Consider HAL. The artificially intelligent computer in the 1968 film 2001: A Space Odyssey knew where every crew member was on the spaceship Discovery, what he was doing, and even how he was feeling. From a distance, HAL's ubiquitous red eye, attached to a mainframe network, watched its subjects with curiosity, empathy, and eventually disdain.




Now forget that once-believable vision of the future, says Steven Schwartz, a research scientist in the Human Design Group at MIT's Media Lab, who, among other things, has designed augmented reality systems for the International Space Station and the first primitive wearable computers by Xybernaut (see "Quain Tries the Gear," link in the right column). The coming generation of PCs, Schwartz says, will know everything HAL knew, but they won't be remote from us. Instead of residing in a box or being tethered to the wiring of a ship, they'll be intimately laced into the fabric of our bodies and day-to-day lives.




"I don't think about my shoelaces all day long," says Schwartz. "Neither should I have to think about my computer. It will become a part of me."

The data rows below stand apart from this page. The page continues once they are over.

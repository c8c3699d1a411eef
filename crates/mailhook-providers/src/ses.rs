//! Amazon SES notifications delivered through SNS.
//!
//! SNS wraps every SES notification in an envelope whose `Type` tells data
//! messages apart from subscription control messages. The SES notification
//! itself travels as a JSON string in `Message`.
//!
//! Unrecognized notification bodies produce no events and no error. SNS
//! disables a subscription whose endpoint keeps failing, which would drop
//! every later notification on the topic.

use std::collections::HashMap;

use mailhook_core::{CanonicalWebhookEvent, EventKind, MailhookError, Result};
use serde::{de::DeserializeOwned, Deserialize};
use serde_json::Value;
use tracing::{debug, warn};

use crate::{
    context::{NormalizeContext, Normalized, SnsAction},
    correlation::{self, Correlated},
    timestamp,
};

/// Heartbeat SES publishes when an SNS topic is attached to a configuration
/// set.
pub const TOPIC_VALIDATION_MESSAGE: &str =
    "Successfully validated SNS topic for Amazon SES event publishing.";

/// SES notification kinds, in the order they are probed.
#[derive(Debug, Clone, Copy, PartialEq, Eq)]
pub enum SesNotificationKind {
    /// `Bounce` notification.
    Bounce,
    /// `Complaint` notification.
    Complaint,
    /// `Delivery` notification.
    Delivery,
}

impl SesNotificationKind {
    /// Probe order for notification bodies.
    pub const PROBE_ORDER: [Self; 3] = [Self::Bounce, Self::Complaint, Self::Delivery];

    /// Discriminant value SES writes for this kind.
    pub const fn discriminant(self) -> &'static str {
        match self {
            Self::Bounce => "Bounce",
            Self::Complaint => "Complaint",
            Self::Delivery => "Delivery",
        }
    }

    /// Returns the first kind whose discriminant matches the body.
    pub fn probe(body: &Value) -> Option<Self> {
        let discriminant = body
            .get("notificationType")
            .or_else(|| body.get("eventType"))
            .and_then(Value::as_str)?;
        Self::PROBE_ORDER.into_iter().find(|kind| kind.discriminant() == discriminant)
    }
}

#[derive(Debug, Deserialize)]
struct SnsEnvelope {
    #[serde(rename = "Type", alias = "type")]
    kind: String,
    #[serde(rename = "Message", alias = "message", default)]
    message: String,
    #[serde(rename = "SubscribeURL", alias = "subscribeUrl", alias = "SubscribeUrl", default)]
    subscribe_url: Option<String>,
    #[serde(rename = "TopicArn", alias = "topicArn", default)]
    topic_arn: Option<String>,
}

#[derive(Debug, Default, Deserialize)]
#[serde(rename_all = "camelCase")]
struct SesMail {
    #[serde(default)]
    message_id: Option<String>,
    #[serde(default)]
    timestamp: Option<String>,
    #[serde(default)]
    tags: HashMap<String, Vec<String>>,
}

#[derive(Debug, Deserialize)]
struct SesBounceNotification {
    #[serde(default)]
    mail: SesMail,
    bounce: SesBounce,
}

#[derive(Debug, Deserialize)]
#[serde(rename_all = "camelCase")]
struct SesBounce {
    #[serde(default)]
    bounce_type: String,
    #[serde(default)]
    bounce_sub_type: String,
    #[serde(default)]
    bounced_recipients: Vec<SesBouncedRecipient>,
    #[serde(default)]
    timestamp: Option<String>,
}

#[derive(Debug, Deserialize)]
#[serde(rename_all = "camelCase")]
struct SesBouncedRecipient {
    email_address: String,
    #[serde(default)]
    diagnostic_code: Option<String>,
}

#[derive(Debug, Deserialize)]
struct SesComplaintNotification {
    #[serde(default)]
    mail: SesMail,
    complaint: SesComplaint,
}

#[derive(Debug, Deserialize)]
#[serde(rename_all = "camelCase")]
struct SesComplaint {
    #[serde(default)]
    complained_recipients: Vec<SesRecipient>,
    #[serde(default)]
    complaint_feedback_type: Option<String>,
    #[serde(default)]
    timestamp: Option<String>,
}

#[derive(Debug, Deserialize)]
#[serde(rename_all = "camelCase")]
struct SesRecipient {
    email_address: String,
}

#[derive(Debug, Deserialize)]
struct SesDeliveryNotification {
    #[serde(default)]
    mail: SesMail,
    delivery: SesDelivery,
}

#[derive(Debug, Deserialize)]
struct SesDelivery {
    #[serde(default)]
    recipients: Vec<String>,
    #[serde(default)]
    timestamp: Option<String>,
}

impl Correlated for SesMail {
    fn metadata_message_id(&self) -> Option<String> {
        correlation::from_tag_lists(&self.tags)
    }

    fn native_message_id(&self) -> Option<String> {
        self.message_id.clone()
    }
}

/// Normalizes an SNS envelope.
///
/// Subscription confirmations produce a [`SnsAction::ConfirmSubscription`]
/// for the caller to perform; they carry no events.
///
/// # Errors
///
/// Returns `MalformedPayload` when the envelope itself cannot be decoded or
/// a subscription confirmation carries no URL.
pub fn normalize(ctx: &NormalizeContext<'_>) -> Result<Normalized> {
    let envelope: SnsEnvelope = serde_json::from_slice(ctx.payload)
        .map_err(|e| MailhookError::malformed(ctx.provider, e.to_string()))?;

    match envelope.kind.as_str() {
        "SubscriptionConfirmation" => {
            let url = envelope
                .subscribe_url
                .filter(|url| !url.is_empty())
                .ok_or_else(|| MailhookError::malformed(ctx.provider, "missing SubscribeURL"))?;
            debug!(topic_arn = ?envelope.topic_arn, "SNS subscription confirmation requested");
            Ok(Normalized::action(SnsAction::ConfirmSubscription {
                url,
                topic_arn: envelope.topic_arn,
            }))
        },
        "UnsubscribeConfirmation" => {
            debug!(topic_arn = ?envelope.topic_arn, "SNS unsubscribe confirmation ignored");
            Ok(Normalized::empty())
        },
        _ if envelope.message.contains(TOPIC_VALIDATION_MESSAGE) => {
            debug!(topic_arn = ?envelope.topic_arn, "SES topic validation heartbeat ignored");
            Ok(Normalized::empty())
        },
        _ => Ok(Normalized::events(normalize_notification(ctx, &envelope.message))),
    }
}

fn normalize_notification(ctx: &NormalizeContext<'_>, message: &str) -> Vec<CanonicalWebhookEvent> {
    let body: Value = match serde_json::from_str(message) {
        Ok(body) => body,
        Err(e) => {
            warn!(error = %e, "SES notification body is not JSON, dropping");
            return Vec::new();
        },
    };

    let Some(kind) = SesNotificationKind::probe(&body) else {
        warn!("Unrecognized SES notification type, dropping");
        return Vec::new();
    };

    let events = match kind {
        SesNotificationKind::Bounce => decode(body, kind).map(|n| bounce_events(ctx, n)),
        SesNotificationKind::Complaint => decode(body, kind).map(|n| complaint_events(ctx, n)),
        SesNotificationKind::Delivery => decode(body, kind).map(|n| delivery_events(ctx, n)),
    };
    events.unwrap_or_default()
}

fn decode<T: DeserializeOwned>(body: Value, kind: SesNotificationKind) -> Option<T> {
    match serde_json::from_value(body) {
        Ok(notification) => Some(notification),
        Err(e) => {
            warn!(kind = kind.discriminant(), error = %e, "SES notification failed to decode, dropping");
            None
        },
    }
}

fn bounce_events(
    ctx: &NormalizeContext<'_>,
    notification: SesBounceNotification,
) -> Vec<CanonicalWebhookEvent> {
    let SesBounceNotification { mail, bounce } = notification;
    let message_id = mail.message_id();
    let timestamp = timestamp::rfc3339_or(
        bounce.timestamp.as_deref().or(mail.timestamp.as_deref()),
        ctx.received_at,
    );
    let kind_for = |diagnostic: Option<&str>| {
        EventKind::bounce(&bounce.bounce_type, &bounce.bounce_sub_type, diagnostic.unwrap_or_default())
    };

    if bounce.bounced_recipients.is_empty() {
        return vec![ctx.event(kind_for(None), timestamp, None, message_id)];
    }

    bounce
        .bounced_recipients
        .iter()
        .map(|recipient| {
            ctx.event(
                kind_for(recipient.diagnostic_code.as_deref()),
                timestamp,
                Some(recipient.email_address.clone()),
                message_id.clone(),
            )
        })
        .collect()
}

fn complaint_events(
    ctx: &NormalizeContext<'_>,
    notification: SesComplaintNotification,
) -> Vec<CanonicalWebhookEvent> {
    let SesComplaintNotification { mail, complaint } = notification;
    let message_id = mail.message_id();
    let timestamp = timestamp::rfc3339_or(
        complaint.timestamp.as_deref().or(mail.timestamp.as_deref()),
        ctx.received_at,
    );
    let kind = EventKind::complaint(complaint.complaint_feedback_type.unwrap_or_default());

    let recipients: Vec<Option<String>> = if complaint.complained_recipients.is_empty() {
        vec![None]
    } else {
        complaint.complained_recipients.into_iter().map(|r| Some(r.email_address)).collect()
    };

    recipients
        .into_iter()
        .map(|recipient| ctx.event(kind.clone(), timestamp, recipient, message_id.clone()))
        .collect()
}

fn delivery_events(
    ctx: &NormalizeContext<'_>,
    notification: SesDeliveryNotification,
) -> Vec<CanonicalWebhookEvent> {
    let SesDeliveryNotification { mail, delivery } = notification;
    let message_id = mail.message_id();
    let timestamp = timestamp::rfc3339_or(
        delivery.timestamp.as_deref().or(mail.timestamp.as_deref()),
        ctx.received_at,
    );

    let recipients: Vec<Option<String>> = if delivery.recipients.is_empty() {
        vec![None]
    } else {
        delivery.recipients.into_iter().map(Some).collect()
    };

    recipients
        .into_iter()
        .map(|recipient| ctx.event(EventKind::Delivered, timestamp, recipient, message_id.clone()))
        .collect()
}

If that's the next wave of computing, clearly little that's come before fully prepares us for it -- a time when it will be impossible to distinguish where the PC ends and the person begins. We'll wear networks and technology the way we wear clothing; we'll have personal software agents that will do our bidding even while we sleep, exploring both the Web and real-world venues for things we need to know, and keeping us prepared for even the most unlikely incidents. Our skin may be a constant swirl of invisible data and computing activity; our vital functions will be tracked continually, both by implantable health monitors and
devices woven into our shirts; and purchasing items in a supermarket may become as simple as putting them in a bag and walking out the door as they're automatically scanned and debited from the personal ID system in the computer lodged in our sleeve. We already hang cellphones, PDAs, MP3 players, wristwatch messaging systems, and heart monitors all over our bodies. But as technology inexorably becomes smaller and more powerful, these devices will shrink so as to be indiscernible. In the 1960s, enormous computers were kept in clean rooms behind glass. Today they're tiny enough to drop in a pocket. "By 2010 we'll routinely wear PCs that are so small that we won't be able to see them," predicts Ray Kurzweil, author of The Age of Spiritual Machines: When Computers Exceed Human Intelligence and a leading PC-is-the-person proponent.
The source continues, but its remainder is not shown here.